• [Requirement]: Give a count of the lines below that have the string "Clone" in them, with no other words.

Stored items:
┌──

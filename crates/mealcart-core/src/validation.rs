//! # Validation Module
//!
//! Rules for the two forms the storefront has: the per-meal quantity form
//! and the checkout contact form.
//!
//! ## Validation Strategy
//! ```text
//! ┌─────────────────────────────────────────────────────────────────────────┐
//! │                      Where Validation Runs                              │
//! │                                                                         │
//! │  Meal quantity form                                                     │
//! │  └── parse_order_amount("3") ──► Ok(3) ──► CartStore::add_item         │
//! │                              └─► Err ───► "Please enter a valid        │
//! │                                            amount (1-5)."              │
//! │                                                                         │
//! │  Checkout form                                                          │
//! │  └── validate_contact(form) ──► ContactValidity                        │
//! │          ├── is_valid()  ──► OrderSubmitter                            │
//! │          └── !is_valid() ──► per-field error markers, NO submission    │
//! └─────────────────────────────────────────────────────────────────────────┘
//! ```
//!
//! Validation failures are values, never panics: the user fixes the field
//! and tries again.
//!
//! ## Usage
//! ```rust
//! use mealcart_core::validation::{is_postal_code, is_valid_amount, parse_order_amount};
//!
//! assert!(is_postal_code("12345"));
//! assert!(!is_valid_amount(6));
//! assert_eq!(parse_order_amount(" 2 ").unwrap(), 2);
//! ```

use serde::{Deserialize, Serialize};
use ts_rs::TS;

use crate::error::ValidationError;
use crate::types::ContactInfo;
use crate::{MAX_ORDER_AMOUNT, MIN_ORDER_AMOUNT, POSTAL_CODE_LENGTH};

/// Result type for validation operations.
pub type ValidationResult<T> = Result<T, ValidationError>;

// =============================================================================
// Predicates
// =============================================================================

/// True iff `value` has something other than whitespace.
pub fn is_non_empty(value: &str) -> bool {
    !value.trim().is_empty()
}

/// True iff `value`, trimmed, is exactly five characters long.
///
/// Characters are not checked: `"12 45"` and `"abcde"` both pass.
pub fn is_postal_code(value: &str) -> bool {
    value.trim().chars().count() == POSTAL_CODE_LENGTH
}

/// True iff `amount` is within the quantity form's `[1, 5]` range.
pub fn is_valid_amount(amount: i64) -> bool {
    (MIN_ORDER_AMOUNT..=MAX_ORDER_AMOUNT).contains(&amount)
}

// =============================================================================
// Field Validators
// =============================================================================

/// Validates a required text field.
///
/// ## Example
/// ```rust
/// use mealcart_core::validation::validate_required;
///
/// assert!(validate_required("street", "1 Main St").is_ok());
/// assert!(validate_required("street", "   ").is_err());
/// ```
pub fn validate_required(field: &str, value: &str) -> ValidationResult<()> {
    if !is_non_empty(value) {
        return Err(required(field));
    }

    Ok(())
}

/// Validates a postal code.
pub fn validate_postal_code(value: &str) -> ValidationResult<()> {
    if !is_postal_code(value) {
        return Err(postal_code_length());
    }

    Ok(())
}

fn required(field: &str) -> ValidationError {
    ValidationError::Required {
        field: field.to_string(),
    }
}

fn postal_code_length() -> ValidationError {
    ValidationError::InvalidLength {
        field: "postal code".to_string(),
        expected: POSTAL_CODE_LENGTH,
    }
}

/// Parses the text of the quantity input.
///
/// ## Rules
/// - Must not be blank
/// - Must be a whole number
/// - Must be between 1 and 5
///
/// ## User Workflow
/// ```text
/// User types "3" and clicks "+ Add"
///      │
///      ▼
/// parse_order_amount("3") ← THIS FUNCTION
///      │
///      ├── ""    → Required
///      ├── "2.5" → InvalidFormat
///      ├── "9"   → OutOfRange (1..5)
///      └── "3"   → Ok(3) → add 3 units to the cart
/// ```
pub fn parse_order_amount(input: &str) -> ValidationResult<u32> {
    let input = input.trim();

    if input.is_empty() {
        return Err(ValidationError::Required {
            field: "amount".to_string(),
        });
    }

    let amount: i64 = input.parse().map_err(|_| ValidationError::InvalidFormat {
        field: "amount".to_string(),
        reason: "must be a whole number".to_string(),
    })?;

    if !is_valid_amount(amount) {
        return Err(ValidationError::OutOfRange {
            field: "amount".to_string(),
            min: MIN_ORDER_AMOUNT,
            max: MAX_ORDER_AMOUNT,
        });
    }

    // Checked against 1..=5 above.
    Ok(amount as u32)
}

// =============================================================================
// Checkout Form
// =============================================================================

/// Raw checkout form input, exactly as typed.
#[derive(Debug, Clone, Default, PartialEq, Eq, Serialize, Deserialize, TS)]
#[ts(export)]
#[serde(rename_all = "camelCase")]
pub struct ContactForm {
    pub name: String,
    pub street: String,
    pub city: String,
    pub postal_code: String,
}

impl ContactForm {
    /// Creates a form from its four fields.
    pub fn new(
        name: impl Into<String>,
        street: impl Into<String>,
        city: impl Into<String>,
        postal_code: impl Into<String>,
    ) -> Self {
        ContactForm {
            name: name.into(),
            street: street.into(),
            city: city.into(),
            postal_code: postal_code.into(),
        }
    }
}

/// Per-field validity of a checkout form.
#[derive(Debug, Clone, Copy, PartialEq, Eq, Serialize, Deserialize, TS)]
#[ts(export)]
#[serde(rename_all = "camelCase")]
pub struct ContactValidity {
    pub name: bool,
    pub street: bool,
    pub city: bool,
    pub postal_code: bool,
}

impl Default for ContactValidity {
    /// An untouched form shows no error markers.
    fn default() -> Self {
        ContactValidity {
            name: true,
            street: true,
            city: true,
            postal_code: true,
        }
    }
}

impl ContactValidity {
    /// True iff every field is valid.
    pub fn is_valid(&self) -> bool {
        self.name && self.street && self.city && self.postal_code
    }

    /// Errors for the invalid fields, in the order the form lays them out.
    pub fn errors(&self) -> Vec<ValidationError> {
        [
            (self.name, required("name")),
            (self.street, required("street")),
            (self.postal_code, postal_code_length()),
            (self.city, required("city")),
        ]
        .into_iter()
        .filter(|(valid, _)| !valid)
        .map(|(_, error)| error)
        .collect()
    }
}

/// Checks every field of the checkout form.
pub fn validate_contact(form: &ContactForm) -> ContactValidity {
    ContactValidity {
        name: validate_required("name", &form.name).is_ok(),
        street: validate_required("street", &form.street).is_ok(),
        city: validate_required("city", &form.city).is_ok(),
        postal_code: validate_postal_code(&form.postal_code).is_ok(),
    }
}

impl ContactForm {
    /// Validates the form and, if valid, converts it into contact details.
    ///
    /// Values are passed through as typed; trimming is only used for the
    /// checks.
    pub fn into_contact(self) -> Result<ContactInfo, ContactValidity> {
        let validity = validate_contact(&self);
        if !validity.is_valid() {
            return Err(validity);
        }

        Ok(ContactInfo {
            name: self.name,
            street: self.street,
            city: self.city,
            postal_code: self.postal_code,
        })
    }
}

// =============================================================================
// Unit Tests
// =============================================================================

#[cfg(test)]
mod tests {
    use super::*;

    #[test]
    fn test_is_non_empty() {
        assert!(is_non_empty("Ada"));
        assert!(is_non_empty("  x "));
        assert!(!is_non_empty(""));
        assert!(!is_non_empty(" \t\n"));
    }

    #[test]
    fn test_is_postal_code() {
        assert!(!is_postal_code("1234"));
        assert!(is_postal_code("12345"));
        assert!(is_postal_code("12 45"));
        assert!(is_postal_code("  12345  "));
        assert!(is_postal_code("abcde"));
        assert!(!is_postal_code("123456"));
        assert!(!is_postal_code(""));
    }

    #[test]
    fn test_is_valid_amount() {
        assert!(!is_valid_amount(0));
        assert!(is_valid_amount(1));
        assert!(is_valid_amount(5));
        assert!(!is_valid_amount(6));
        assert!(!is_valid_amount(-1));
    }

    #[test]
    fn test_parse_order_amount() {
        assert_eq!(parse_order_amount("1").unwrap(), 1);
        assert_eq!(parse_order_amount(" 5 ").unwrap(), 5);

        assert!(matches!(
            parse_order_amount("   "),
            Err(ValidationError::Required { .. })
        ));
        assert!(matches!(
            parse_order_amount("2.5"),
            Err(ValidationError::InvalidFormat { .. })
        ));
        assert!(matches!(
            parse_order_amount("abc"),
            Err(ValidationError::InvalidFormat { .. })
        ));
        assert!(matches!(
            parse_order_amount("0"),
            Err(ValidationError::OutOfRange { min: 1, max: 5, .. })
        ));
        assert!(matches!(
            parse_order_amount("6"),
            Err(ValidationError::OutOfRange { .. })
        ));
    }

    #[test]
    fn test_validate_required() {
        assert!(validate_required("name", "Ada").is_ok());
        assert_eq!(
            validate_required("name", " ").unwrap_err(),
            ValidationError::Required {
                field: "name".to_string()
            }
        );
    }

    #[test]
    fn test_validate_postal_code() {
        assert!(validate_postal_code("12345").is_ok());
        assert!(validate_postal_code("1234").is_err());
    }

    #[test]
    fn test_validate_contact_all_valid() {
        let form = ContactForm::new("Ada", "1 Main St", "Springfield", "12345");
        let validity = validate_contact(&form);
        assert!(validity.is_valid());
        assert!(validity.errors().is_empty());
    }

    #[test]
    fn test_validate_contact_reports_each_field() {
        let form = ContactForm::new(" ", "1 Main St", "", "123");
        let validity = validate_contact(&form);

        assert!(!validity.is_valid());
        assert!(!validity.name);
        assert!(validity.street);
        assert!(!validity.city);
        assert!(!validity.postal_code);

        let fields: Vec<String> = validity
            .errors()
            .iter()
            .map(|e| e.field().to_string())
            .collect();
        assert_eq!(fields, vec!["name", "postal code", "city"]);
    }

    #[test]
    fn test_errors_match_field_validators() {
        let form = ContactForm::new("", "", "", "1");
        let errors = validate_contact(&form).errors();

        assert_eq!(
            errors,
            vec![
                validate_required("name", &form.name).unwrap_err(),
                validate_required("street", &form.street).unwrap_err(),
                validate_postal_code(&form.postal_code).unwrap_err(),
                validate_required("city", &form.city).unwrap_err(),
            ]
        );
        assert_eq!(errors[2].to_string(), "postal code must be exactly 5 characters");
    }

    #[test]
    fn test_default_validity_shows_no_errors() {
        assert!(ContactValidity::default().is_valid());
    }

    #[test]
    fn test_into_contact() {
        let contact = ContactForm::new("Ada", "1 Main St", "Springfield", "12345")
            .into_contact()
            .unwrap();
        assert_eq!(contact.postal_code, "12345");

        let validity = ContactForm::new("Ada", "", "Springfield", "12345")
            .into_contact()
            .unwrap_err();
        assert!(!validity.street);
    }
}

└──

• [Written answer]: 2